Collected data:
Segment Open
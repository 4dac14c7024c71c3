//! Custom error types for the plan library.
//!
//! This module defines the primary error type, `PlanError`, shared by every
//! component of the crate. Using the `thiserror` crate, it provides a single,
//! consistent taxonomy for the failures that can abort a plan or a run.
//!
//! ## Error Hierarchy
//!
//! - **`Consistency`**: Cached bundles in an averaging window disagree (different
//!   descriptors, mismatched array lengths, missing fields). The window is discarded
//!   and the run should be aborted.
//! - **`MisconfiguredScan`**: The DAQ step-scan preprocessor detected a detector
//!   ordering/duplication violation. Fatal for the plan.
//! - **`Bounds`**: An extremum search was handed an unusable interval, or no limits
//!   could be resolved for the motor being optimized.
//! - **`Device`**: A capability call (move, trigger, read) failed. Wrapped from
//!   `anyhow::Error` with `#[from]`; nothing in this crate retries it.
//! - **`Config`** / **`ConfigValidation`**: Configuration could not be loaded or is
//!   semantically invalid.
//!
//! Non-numeric fields excluded from averaging are *not* errors; they are reported
//! through `tracing::warn!`.

use thiserror::Error;

/// Convenience alias for results using the crate error type.
pub type PlanResult<T> = std::result::Result<T, PlanError>;

/// Error type for plans, streams and searches.
#[derive(Error, Debug)]
pub enum PlanError {
    /// Bundles that should share one configuration do not.
    #[error("Consistency error: {0}")]
    Consistency(String),

    /// DAQ detector ordering or duplication violation.
    #[error("Scan misconfigured: {0}")]
    MisconfiguredScan(String),

    /// Unusable search interval or unresolved motor limits.
    #[error("Bounds error: {0}")]
    Bounds(String),

    /// An event referenced a descriptor the stream never received.
    #[error("Unknown descriptor: {0}")]
    UnknownDescriptor(String),

    /// An event arrived before `start` was called.
    #[error("No run is open; start() must be called before events are sent")]
    NoRunOpen,

    /// A plan failed one of the validation checks.
    #[error("Invalid plan: {0}")]
    Validation(String),

    /// The requested optimization method does not exist.
    #[error("Unknown optimization method {0:?}")]
    UnknownMethod(String),

    /// A device capability call failed.
    #[error("Device error: {0}")]
    Device(#[from] anyhow::Error),

    /// Configuration could not be loaded.
    #[error("Configuration error: {0}")]
    Config(#[from] figment::Error),

    /// Configuration loaded but holds invalid values.
    #[error("Configuration validation error: {0}")]
    ConfigValidation(String),

    /// The global tracing subscriber could not be installed.
    #[error("Tracing initialization failed: {0}")]
    TracingInit(String),
}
Segment Closed
### INSTRUCTIONS FOR THE TASK
Copy out the entries above again, keeping them exact.

### EXPECTED OUTPUT
repository 4dac14c7024c71c3
//! Custom error types for the plan library.
//!
//! This module defines the primary error type, `PlanError`, shared by every
//! component of the crate. Using the `thiserror` crate, it provides a single,
//! consistent taxonomy for the failures that can abort a plan or a run.
//!
//! ## Error Hierarchy
//!
//! - **`Consistency`**: Cached bundles in an averaging window disagree (different
//!   descriptors, mismatched array lengths, missing fields). The window is discarded
//!   and the run should be aborted.
//! - **`MisconfiguredScan`**: The DAQ step-scan preprocessor detected a detector
//!   ordering/duplication violation. Fatal for the plan.
//! - **`Bounds`**: An extremum search was handed an unusable interval, or no limits
//!   could be resolved for the motor being optimized.
//! - **`Device`**: A capability call (move, trigger, read) failed. Wrapped from
//!   `anyhow::Error` with `#[from]`; nothing in this crate retries it.
//! - **`Config`** / **`ConfigValidation`**: Configuration could not be loaded or is
//!   semantically invalid.
//!
//! Non-numeric fields excluded from averaging are *not* errors; they are reported
//! through `tracing::warn!`.

use thiserror::Error;

/// Convenience alias for results using the crate error type.
pub type PlanResult<T> = std::result::Result<T, PlanError>;

/// Error type for plans, streams and searches.
#[derive(Error, Debug)]
pub enum PlanError {
    /// Bundles that should share one configuration do not.
    #[error("Consistency error: {0}")]
    Consistency(String),

    /// DAQ detector ordering or duplication violation.
    #[error("Scan misconfigured: {0}")]
    MisconfiguredScan(String),

    /// Unusable search interval or unresolved motor limits.
    #[error("Bounds error: {0}")]
    Bounds(String),

    /// An event referenced a descriptor the stream never received.
    #[error("Unknown descriptor: {0}")]
    UnknownDescriptor(String),

    /// An event arrived before `start` was called.
    #[error("No run is open; start() must be called before events are sent")]
    NoRunOpen,

    /// A plan failed one of the validation checks.
    #[error("Invalid plan: {0}")]
    Validation(String),

    /// The requested optimization method does not exist.
    #[error("Unknown optimization method {0:?}")]
    UnknownMethod(String),

    /// A device capability call failed.
    #[error("Device error: {0}")]
    Device(#[from] anyhow::Error),

    /// Configuration could not be loaded.
    #[error("Configuration error: {0}")]
    Config(#[from] figment::Error),

    /// Configuration loaded but holds invalid values.
    #[error("Configuration validation error: {0}")]
    ConfigValidation(String),

    /// The global tracing subscriber could not be installed.
    #[error("Tracing initialization failed: {0}")]
    TracingInit(String),
}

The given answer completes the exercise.